> _Activity_:
This exercise calls for every line of the data below with the string "QueryRejection" in it.

> _Dataset items_:
↓
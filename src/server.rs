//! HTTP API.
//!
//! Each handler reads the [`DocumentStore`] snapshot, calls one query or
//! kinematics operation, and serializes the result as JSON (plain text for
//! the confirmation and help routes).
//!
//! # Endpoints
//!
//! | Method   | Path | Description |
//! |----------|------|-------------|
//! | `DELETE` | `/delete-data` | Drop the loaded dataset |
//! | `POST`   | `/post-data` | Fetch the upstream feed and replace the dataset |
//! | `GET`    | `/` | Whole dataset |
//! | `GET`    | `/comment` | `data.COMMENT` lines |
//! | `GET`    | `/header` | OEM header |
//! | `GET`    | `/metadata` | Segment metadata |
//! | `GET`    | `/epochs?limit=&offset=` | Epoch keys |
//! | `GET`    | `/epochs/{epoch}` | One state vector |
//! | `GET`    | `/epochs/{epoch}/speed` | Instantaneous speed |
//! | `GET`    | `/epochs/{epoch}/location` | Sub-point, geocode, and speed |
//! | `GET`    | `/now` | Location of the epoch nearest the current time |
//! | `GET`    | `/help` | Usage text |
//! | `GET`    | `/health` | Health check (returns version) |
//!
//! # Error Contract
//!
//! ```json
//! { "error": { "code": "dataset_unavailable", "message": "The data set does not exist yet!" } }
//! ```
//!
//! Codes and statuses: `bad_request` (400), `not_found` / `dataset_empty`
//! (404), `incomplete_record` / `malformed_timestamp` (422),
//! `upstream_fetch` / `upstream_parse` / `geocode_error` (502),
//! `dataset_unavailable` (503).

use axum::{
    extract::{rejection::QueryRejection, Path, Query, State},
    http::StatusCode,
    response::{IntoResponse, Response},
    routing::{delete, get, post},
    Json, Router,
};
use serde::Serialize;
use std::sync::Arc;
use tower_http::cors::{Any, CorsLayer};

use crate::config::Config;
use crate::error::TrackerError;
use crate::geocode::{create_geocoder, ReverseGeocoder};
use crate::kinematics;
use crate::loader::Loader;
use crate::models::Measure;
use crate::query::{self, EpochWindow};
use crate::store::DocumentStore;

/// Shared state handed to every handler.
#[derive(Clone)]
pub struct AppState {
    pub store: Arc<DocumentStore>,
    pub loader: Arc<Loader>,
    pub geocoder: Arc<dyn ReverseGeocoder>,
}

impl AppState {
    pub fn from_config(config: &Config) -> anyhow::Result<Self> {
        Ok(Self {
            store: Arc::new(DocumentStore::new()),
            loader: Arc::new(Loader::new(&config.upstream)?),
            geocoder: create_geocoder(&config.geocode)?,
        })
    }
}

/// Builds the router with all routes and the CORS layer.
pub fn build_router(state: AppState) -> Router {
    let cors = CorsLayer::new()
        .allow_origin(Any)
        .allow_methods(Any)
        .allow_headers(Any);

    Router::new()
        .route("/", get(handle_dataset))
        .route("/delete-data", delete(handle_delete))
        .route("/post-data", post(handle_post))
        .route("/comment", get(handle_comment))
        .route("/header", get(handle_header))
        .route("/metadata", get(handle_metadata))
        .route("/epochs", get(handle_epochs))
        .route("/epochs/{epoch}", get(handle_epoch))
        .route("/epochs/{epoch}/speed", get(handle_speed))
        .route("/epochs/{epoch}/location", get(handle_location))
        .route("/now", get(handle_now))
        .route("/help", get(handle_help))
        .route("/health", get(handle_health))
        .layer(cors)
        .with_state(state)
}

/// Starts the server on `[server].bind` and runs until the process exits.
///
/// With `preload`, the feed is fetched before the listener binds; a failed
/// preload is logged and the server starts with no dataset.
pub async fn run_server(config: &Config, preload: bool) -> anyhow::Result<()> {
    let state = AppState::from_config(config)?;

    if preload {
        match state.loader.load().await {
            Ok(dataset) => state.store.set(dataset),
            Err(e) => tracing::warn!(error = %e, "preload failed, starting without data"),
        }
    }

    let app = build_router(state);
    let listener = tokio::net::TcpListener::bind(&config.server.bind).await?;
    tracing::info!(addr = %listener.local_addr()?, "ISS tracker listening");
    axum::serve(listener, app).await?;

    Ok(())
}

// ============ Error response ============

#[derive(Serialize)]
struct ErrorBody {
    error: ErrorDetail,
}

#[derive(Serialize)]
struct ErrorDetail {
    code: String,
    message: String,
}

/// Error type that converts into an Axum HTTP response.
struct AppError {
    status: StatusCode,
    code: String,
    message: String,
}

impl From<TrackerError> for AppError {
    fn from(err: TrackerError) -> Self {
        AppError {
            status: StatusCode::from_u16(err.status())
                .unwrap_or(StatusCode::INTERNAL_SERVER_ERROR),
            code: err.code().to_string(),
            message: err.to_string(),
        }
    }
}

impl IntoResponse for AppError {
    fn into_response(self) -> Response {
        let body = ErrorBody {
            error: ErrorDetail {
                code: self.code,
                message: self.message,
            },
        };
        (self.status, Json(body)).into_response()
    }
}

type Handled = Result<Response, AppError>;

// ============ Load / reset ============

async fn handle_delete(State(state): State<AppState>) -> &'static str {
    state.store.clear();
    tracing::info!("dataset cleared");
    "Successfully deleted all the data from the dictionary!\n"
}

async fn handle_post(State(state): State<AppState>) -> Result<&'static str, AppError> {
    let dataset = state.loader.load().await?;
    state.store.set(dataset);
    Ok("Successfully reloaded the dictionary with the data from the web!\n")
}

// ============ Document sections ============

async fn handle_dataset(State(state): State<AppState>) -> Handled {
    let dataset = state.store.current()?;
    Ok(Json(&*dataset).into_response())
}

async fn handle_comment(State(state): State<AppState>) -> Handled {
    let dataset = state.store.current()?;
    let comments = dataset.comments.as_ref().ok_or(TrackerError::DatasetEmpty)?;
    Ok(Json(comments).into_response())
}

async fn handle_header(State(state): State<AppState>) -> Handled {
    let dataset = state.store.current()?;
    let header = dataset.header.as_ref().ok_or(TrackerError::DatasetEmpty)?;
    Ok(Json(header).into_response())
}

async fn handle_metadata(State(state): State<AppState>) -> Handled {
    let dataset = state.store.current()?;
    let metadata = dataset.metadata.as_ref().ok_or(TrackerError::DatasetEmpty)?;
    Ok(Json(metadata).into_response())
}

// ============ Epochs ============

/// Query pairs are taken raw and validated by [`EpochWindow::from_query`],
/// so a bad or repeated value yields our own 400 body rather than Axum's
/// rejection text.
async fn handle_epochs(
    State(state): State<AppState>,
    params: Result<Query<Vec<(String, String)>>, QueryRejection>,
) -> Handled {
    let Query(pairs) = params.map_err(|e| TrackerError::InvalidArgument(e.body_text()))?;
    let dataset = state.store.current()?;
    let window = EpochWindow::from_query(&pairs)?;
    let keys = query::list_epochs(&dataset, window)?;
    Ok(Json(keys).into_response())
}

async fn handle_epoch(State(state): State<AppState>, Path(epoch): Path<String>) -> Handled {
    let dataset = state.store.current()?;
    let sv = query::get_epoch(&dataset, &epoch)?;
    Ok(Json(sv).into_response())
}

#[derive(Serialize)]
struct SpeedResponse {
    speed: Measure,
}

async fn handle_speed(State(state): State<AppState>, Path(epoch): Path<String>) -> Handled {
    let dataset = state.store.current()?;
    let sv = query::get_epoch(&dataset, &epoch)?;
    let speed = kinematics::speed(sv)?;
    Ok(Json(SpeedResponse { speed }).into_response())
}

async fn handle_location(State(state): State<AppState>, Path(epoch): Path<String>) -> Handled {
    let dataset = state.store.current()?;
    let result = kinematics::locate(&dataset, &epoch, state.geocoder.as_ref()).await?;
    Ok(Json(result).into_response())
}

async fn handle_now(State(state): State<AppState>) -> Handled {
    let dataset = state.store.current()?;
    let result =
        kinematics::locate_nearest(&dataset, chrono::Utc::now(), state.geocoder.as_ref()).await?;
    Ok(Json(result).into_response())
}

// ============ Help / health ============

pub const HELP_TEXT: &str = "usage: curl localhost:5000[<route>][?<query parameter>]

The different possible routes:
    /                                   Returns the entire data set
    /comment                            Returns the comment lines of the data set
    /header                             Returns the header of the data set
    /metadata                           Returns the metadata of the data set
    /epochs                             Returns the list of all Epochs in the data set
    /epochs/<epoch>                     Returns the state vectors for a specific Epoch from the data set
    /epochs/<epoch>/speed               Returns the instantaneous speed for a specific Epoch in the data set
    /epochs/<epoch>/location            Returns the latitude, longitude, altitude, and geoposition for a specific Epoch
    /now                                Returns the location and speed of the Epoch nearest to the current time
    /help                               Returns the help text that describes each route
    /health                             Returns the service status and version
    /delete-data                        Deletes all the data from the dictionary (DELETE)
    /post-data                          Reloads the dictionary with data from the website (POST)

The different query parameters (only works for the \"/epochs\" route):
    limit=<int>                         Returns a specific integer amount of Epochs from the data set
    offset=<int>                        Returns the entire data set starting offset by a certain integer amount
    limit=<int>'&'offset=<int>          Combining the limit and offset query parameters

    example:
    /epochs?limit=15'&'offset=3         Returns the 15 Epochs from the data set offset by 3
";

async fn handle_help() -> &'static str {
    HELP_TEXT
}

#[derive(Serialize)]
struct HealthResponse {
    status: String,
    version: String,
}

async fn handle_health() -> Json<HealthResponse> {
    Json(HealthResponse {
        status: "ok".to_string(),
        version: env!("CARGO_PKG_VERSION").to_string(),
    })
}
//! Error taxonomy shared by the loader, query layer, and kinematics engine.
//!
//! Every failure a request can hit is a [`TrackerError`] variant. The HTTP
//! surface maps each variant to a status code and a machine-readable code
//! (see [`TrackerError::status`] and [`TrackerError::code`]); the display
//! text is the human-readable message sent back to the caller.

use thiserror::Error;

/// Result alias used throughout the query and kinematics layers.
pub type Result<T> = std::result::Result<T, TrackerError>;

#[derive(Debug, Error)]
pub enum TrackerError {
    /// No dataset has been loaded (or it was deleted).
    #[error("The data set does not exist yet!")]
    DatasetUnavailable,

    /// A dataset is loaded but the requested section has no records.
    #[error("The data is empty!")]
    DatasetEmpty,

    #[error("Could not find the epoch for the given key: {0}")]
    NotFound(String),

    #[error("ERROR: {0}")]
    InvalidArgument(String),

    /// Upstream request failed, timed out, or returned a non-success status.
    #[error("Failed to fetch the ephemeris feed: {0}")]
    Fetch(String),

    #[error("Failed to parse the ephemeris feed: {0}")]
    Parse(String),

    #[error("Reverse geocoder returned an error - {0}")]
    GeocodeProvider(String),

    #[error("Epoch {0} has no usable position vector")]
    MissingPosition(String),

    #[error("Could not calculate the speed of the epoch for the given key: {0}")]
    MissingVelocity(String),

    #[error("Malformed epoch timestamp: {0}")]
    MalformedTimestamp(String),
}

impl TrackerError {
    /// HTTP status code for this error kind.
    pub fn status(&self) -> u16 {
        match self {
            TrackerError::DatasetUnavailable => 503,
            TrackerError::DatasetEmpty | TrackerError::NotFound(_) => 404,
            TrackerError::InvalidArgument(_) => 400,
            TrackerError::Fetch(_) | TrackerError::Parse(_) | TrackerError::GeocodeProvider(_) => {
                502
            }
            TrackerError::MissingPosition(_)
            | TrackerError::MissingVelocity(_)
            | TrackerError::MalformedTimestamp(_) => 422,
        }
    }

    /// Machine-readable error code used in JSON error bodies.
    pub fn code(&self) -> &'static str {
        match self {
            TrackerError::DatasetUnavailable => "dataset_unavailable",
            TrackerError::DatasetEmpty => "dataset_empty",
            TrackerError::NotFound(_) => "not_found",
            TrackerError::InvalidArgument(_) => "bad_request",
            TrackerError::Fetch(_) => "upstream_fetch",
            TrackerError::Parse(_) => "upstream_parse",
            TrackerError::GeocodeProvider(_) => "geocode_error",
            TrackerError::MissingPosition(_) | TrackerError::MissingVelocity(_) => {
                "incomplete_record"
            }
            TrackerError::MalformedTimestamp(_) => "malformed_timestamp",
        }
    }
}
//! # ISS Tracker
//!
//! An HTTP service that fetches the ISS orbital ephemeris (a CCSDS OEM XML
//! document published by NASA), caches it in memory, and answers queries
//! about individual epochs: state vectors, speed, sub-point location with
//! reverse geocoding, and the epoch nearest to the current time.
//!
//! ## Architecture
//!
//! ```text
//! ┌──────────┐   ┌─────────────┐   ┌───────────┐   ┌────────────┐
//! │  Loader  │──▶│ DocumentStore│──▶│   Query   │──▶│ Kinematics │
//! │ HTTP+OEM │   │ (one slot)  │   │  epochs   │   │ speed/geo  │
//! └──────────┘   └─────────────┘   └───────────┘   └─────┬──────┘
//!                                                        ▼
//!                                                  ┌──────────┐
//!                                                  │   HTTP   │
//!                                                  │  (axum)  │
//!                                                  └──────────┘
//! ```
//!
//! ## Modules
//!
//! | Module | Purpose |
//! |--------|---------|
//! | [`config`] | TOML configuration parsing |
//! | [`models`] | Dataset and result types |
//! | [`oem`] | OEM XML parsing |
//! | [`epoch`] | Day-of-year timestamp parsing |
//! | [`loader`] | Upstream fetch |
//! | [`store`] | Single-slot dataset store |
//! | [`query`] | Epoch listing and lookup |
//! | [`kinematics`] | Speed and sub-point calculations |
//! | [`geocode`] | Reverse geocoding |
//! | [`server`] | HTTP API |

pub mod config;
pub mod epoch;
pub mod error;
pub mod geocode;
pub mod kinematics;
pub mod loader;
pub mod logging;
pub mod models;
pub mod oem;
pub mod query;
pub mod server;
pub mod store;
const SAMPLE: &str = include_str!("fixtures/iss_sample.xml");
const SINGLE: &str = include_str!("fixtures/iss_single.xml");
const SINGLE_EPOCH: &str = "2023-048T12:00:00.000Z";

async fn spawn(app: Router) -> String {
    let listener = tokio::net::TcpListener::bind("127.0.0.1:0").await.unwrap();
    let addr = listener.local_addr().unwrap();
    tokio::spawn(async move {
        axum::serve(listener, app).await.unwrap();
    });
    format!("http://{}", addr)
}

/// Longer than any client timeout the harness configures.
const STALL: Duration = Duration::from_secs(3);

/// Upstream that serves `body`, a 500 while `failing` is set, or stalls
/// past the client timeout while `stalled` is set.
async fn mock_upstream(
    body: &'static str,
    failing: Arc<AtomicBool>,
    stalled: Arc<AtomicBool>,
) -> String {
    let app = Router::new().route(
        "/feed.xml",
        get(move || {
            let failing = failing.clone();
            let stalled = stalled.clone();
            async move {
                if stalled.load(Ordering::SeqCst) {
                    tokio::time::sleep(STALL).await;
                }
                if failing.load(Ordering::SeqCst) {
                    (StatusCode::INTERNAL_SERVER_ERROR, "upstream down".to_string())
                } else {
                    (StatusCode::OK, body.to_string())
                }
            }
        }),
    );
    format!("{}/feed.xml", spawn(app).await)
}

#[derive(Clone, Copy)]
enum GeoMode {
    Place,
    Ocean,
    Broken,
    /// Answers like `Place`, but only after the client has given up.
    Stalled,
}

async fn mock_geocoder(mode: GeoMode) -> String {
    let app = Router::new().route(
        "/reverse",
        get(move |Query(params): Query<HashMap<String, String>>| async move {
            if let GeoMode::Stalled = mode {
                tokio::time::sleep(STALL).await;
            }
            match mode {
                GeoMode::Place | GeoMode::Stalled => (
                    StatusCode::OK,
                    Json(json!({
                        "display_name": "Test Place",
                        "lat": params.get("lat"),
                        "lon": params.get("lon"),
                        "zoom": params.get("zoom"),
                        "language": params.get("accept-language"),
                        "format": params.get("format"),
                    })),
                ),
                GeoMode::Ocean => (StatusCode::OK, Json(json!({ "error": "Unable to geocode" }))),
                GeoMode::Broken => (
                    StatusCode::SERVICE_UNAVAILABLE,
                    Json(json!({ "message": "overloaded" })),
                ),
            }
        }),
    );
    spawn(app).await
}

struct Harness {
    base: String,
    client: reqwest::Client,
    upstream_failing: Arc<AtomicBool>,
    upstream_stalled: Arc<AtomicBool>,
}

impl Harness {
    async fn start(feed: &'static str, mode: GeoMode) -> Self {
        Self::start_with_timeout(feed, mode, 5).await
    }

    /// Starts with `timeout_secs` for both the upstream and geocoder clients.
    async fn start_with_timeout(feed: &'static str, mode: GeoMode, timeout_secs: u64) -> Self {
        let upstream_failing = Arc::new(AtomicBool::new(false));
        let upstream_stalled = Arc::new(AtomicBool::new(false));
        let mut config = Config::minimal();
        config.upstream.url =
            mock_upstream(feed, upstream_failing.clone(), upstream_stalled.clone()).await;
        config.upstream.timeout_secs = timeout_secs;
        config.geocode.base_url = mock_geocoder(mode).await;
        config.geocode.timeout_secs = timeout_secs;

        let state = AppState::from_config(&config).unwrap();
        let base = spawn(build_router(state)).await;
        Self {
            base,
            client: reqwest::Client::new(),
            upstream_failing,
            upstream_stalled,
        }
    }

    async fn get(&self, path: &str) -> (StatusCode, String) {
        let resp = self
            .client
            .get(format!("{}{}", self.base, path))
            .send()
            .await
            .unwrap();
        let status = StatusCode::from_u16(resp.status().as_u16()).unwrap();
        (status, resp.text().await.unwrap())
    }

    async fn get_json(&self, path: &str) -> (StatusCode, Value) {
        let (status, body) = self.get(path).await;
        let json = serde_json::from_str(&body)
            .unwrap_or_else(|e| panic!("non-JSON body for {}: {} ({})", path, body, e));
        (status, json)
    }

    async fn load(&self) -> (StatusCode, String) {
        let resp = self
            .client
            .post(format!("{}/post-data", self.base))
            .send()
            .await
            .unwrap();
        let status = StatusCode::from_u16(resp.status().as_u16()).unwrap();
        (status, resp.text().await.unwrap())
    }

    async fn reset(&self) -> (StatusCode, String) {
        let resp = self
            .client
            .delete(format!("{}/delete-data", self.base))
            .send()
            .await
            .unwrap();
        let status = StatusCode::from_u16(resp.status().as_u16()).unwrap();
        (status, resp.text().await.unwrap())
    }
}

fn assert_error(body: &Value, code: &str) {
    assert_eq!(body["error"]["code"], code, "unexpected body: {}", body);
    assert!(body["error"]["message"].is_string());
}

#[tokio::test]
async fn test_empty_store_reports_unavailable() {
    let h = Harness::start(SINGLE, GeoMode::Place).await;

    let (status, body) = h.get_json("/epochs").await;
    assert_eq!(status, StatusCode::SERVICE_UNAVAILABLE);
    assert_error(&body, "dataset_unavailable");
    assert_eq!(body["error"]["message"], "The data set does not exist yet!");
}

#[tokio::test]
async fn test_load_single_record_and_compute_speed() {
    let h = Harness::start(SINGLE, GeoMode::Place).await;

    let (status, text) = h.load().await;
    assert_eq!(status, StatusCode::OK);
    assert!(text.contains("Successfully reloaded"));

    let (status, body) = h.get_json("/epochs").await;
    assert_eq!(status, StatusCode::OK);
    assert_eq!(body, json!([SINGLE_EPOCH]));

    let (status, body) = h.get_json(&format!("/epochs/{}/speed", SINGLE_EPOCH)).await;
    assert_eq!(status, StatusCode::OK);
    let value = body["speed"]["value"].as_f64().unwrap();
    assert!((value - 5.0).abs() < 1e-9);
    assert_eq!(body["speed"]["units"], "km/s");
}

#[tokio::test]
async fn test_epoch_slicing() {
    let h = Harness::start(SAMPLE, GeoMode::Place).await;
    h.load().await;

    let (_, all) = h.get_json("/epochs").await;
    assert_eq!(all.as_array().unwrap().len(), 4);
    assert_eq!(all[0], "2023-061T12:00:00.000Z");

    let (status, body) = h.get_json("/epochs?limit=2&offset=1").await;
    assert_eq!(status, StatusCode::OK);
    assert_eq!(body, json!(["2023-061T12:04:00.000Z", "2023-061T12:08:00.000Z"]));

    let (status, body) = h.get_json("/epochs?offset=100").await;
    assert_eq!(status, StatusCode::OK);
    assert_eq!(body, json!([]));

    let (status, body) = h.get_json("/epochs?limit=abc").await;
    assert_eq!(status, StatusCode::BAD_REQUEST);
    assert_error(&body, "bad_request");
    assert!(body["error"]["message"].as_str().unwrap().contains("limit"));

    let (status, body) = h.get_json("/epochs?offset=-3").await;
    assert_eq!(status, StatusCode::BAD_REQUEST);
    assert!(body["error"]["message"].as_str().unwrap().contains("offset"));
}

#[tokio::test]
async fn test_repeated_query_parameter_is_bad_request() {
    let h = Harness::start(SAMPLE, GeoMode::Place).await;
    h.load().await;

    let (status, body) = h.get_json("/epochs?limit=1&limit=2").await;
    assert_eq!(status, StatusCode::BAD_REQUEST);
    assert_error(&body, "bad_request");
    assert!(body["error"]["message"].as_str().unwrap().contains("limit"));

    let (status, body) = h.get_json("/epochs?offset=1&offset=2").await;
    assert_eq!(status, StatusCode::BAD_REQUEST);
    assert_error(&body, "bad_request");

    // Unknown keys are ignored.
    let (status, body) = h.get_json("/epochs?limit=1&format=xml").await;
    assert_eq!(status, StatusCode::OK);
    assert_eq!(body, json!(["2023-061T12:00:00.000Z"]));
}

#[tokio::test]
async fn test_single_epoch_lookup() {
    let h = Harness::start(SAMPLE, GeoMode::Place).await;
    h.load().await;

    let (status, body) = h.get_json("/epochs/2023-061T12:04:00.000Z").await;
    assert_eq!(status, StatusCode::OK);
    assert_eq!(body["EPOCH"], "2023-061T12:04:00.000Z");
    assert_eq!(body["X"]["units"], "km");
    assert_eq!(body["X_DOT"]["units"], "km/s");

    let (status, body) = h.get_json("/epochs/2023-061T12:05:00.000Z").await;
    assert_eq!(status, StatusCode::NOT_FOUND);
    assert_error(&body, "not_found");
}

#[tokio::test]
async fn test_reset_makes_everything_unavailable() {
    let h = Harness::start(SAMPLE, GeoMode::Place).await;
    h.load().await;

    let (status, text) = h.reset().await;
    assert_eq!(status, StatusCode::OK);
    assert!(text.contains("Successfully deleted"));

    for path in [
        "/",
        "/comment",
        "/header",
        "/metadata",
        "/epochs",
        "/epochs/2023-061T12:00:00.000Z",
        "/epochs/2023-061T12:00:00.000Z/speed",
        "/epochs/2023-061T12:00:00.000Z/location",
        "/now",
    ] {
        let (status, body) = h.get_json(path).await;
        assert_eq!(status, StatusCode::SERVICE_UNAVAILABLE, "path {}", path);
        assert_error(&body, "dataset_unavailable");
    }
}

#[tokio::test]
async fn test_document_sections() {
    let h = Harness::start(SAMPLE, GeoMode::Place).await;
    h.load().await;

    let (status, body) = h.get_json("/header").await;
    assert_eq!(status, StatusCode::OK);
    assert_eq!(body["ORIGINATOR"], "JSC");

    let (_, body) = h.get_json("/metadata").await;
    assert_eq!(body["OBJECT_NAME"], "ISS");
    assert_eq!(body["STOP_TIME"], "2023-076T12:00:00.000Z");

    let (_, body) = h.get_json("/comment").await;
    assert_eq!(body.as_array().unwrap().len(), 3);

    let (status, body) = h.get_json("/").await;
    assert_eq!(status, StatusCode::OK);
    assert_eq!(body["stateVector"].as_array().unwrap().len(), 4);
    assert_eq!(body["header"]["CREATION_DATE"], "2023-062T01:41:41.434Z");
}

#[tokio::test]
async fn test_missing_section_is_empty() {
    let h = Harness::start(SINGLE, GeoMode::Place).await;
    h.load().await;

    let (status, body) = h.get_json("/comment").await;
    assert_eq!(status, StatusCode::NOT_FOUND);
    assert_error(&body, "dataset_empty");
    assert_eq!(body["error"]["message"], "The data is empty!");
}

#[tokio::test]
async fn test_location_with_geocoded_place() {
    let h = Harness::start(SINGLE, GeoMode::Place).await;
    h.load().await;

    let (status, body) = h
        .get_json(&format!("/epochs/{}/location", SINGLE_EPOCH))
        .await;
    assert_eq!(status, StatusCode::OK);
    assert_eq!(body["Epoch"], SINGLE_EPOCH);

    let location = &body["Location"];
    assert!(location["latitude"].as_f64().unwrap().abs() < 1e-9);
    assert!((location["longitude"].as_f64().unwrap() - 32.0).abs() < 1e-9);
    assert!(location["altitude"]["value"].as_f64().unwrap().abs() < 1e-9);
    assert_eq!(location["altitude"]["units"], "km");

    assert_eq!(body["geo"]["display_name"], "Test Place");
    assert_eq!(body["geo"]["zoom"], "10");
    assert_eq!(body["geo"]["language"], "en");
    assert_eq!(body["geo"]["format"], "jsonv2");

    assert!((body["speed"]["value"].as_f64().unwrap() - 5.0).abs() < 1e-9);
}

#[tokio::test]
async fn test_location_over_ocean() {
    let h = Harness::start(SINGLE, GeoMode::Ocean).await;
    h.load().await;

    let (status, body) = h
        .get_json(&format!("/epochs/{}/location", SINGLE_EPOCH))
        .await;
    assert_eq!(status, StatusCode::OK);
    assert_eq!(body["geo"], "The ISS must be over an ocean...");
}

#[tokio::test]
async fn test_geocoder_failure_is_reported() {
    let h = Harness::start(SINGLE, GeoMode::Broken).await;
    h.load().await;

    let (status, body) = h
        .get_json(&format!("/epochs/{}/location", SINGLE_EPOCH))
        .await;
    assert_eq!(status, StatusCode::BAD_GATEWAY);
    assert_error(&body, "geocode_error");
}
↑
> _Solved problem_:
    extract::{rejection::QueryRejection, Path, Query, State},
    params: Result<Query<Vec<(String, String)>>, QueryRejection>,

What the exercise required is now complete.